*** Opening Extracted records ***
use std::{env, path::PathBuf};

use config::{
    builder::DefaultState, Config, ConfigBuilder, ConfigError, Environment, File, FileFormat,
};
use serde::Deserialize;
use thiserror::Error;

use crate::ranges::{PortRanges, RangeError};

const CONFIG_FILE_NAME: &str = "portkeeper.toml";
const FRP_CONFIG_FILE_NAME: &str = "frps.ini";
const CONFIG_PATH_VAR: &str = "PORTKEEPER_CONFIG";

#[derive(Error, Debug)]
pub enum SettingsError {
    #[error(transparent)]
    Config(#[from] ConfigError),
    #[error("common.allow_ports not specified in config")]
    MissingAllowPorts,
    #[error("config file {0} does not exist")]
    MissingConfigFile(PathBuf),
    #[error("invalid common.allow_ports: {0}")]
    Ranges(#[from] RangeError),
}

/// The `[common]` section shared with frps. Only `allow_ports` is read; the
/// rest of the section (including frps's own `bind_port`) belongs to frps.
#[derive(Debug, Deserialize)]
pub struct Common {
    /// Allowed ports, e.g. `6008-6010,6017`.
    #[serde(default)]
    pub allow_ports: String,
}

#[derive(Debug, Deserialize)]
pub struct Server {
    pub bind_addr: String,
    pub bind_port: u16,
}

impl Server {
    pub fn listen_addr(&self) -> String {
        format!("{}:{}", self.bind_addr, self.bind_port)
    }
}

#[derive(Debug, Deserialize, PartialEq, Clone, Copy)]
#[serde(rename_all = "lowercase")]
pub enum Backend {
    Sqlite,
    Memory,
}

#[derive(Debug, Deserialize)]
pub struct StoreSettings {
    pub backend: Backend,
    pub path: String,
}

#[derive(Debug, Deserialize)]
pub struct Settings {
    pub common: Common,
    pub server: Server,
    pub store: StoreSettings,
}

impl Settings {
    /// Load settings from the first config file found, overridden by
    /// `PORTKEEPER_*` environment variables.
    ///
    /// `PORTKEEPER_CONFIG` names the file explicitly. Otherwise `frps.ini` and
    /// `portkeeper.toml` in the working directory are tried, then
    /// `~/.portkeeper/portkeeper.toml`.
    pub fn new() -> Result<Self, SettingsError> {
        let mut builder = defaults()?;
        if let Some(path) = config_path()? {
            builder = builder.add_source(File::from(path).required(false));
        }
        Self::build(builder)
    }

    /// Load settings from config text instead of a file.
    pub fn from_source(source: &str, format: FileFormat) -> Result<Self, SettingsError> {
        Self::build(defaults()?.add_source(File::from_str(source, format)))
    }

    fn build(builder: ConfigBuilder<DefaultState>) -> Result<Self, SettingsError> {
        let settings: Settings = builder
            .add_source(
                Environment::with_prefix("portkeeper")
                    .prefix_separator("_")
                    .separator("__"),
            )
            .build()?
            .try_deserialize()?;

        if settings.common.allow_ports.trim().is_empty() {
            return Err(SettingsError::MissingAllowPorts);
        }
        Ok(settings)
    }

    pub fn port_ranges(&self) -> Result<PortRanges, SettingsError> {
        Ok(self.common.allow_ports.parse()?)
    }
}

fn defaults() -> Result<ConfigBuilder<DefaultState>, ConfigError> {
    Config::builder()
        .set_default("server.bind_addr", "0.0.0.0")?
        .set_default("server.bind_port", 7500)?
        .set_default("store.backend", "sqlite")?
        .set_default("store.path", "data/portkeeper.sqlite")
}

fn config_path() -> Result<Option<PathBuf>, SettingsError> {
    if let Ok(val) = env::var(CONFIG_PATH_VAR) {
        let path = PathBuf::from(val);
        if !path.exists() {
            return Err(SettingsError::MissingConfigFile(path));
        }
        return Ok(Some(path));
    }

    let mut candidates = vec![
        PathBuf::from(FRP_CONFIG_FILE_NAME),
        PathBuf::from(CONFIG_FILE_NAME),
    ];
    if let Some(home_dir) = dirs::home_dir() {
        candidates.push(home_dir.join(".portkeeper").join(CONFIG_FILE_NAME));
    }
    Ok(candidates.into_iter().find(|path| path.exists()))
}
*** Closing Extracted records ***
*** Opening Extracted records ***
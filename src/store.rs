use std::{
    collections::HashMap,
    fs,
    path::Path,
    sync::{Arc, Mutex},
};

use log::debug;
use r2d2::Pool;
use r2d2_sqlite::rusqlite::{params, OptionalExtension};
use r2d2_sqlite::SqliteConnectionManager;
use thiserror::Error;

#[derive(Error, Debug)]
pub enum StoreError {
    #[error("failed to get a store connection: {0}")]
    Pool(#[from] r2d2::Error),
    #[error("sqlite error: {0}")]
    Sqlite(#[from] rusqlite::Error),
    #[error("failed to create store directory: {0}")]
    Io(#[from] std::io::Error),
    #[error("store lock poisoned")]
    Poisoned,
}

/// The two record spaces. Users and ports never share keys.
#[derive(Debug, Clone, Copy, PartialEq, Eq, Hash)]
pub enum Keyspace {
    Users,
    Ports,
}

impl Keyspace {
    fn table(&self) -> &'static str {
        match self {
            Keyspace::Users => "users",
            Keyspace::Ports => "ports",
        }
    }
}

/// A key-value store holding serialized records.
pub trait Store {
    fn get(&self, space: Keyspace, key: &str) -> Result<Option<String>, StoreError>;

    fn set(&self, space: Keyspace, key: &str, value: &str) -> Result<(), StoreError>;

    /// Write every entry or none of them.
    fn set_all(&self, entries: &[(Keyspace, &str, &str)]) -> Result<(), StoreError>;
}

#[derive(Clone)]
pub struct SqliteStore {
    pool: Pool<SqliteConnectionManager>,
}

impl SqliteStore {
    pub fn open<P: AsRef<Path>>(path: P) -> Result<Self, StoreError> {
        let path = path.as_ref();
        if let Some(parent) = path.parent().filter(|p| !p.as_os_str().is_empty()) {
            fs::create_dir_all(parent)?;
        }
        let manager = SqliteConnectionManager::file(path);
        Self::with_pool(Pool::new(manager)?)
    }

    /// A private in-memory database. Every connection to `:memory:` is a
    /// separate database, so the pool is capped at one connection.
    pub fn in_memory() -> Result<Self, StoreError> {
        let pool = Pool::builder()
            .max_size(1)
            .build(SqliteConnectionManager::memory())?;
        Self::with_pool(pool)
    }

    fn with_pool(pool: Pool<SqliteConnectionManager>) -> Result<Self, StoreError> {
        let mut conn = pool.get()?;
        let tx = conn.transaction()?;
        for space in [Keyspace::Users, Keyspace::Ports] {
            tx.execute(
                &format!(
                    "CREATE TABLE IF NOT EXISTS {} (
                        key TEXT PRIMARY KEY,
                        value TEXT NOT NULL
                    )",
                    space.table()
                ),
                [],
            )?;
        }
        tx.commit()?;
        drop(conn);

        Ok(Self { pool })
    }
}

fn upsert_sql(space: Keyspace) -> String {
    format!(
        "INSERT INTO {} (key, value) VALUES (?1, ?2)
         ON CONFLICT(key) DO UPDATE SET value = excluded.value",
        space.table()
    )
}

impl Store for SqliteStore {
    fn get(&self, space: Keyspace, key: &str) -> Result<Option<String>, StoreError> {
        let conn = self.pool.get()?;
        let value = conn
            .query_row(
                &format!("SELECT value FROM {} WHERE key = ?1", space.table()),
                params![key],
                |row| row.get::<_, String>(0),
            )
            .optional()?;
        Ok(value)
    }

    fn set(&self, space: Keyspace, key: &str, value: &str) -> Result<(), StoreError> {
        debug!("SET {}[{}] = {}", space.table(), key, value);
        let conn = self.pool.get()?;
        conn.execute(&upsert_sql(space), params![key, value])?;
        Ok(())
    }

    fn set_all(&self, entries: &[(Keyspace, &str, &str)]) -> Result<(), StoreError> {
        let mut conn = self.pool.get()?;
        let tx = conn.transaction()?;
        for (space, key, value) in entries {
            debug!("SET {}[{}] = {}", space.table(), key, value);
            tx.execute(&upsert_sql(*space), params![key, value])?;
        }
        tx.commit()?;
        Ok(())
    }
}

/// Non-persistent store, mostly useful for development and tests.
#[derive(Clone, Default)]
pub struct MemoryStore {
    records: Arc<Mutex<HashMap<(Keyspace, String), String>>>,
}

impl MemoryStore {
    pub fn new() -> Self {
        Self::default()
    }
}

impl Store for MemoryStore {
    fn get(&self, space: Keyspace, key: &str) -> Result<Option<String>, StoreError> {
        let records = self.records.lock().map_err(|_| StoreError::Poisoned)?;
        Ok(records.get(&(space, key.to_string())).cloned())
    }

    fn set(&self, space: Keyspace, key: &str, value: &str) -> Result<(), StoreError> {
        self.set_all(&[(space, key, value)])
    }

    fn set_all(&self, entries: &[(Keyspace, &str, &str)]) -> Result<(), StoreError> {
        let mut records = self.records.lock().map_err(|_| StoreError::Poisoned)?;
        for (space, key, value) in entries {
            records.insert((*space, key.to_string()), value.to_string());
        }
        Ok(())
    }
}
*** Closing Extracted records ***
* _Instructions to follow_
Using only the entries above, output the line with "to create store", the line with "-> Result<Option<String>, StoreError>;", and all lines between them, exactly as they stand.

* _Answer for the task_
    #[error("failed to create store directory: {0}")]
    Io(#[from] std::io::Error),
    #[error("store lock poisoned")]
    Poisoned,
}

/// The two record spaces. Users and ports never share keys.
#[derive(Debug, Clone, Copy, PartialEq, Eq, Hash)]
pub enum Keyspace {
    Users,
    Ports,
}

impl Keyspace {
    fn table(&self) -> &'static str {
        match self {
            Keyspace::Users => "users",
            Keyspace::Ports => "ports",
        }
    }
}

/// A key-value store holding serialized records.
pub trait Store {
    fn get(&self, space: Keyspace, key: &str) -> Result<Option<String>, StoreError>;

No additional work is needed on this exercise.